- _Problem details_: Gather all lines in the records below that include the word "points".

+ + + + +

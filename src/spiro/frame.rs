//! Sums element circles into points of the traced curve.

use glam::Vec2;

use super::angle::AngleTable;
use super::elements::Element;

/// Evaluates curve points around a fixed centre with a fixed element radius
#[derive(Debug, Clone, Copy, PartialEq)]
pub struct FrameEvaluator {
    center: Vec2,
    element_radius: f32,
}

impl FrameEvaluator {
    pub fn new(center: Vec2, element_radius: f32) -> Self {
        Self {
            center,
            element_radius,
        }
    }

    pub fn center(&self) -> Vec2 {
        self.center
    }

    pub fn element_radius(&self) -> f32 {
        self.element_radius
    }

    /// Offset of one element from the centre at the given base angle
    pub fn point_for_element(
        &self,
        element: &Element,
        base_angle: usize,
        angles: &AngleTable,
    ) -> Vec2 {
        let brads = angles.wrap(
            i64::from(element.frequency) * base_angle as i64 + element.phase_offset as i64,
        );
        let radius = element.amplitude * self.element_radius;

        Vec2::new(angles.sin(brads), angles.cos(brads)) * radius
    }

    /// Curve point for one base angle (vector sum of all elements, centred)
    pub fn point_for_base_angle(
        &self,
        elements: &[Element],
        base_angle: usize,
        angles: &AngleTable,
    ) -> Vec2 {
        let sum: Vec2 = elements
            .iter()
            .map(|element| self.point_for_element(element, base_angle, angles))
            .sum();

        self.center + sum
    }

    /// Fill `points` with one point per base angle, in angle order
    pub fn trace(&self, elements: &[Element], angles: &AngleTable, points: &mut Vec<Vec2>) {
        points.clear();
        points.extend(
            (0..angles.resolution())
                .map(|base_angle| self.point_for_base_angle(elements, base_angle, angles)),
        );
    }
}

+ + + + +

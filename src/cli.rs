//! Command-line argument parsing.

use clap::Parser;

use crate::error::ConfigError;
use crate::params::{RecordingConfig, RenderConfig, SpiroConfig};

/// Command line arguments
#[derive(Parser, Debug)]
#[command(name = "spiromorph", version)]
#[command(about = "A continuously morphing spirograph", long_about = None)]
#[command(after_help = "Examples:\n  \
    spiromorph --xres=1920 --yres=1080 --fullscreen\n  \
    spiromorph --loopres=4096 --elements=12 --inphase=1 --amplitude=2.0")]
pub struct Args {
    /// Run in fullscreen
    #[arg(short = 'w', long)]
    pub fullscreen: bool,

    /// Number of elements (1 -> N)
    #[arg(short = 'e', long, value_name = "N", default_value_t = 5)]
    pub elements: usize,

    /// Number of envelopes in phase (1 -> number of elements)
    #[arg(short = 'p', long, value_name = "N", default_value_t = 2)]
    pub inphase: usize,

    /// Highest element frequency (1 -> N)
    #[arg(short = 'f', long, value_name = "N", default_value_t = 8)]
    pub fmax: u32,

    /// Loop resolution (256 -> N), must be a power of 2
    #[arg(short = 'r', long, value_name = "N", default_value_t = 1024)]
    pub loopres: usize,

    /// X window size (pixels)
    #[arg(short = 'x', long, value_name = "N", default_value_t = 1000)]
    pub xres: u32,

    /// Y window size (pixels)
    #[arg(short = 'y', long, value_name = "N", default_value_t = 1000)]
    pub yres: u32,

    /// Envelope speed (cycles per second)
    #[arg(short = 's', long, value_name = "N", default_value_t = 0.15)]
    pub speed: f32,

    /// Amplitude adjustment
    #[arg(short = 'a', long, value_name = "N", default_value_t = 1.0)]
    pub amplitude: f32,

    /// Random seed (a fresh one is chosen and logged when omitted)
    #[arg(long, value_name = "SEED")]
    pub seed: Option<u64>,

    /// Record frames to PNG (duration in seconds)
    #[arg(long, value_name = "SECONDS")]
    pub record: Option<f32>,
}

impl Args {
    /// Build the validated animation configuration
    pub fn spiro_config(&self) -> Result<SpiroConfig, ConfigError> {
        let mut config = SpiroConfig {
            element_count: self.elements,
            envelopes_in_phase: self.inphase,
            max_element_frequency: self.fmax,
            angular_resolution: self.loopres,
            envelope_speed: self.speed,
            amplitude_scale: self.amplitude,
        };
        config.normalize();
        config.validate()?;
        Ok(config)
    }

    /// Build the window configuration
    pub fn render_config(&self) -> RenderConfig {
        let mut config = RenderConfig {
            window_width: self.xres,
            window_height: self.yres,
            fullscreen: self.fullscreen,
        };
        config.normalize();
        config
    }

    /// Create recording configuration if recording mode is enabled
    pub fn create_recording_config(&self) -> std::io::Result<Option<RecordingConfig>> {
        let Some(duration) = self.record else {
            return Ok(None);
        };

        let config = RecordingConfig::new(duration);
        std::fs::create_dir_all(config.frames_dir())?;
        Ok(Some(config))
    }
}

+ + + + +

- _Answer box_:
//! Sums element circles into points of the traced curve.
/// Evaluates curve points around a fixed centre with a fixed element radius
    /// Fill `points` with one point per base angle, in angle order
    pub fn trace(&self, elements: &[Element], angles: &AngleTable, points: &mut Vec<Vec2>) {
        points.clear();
        points.extend(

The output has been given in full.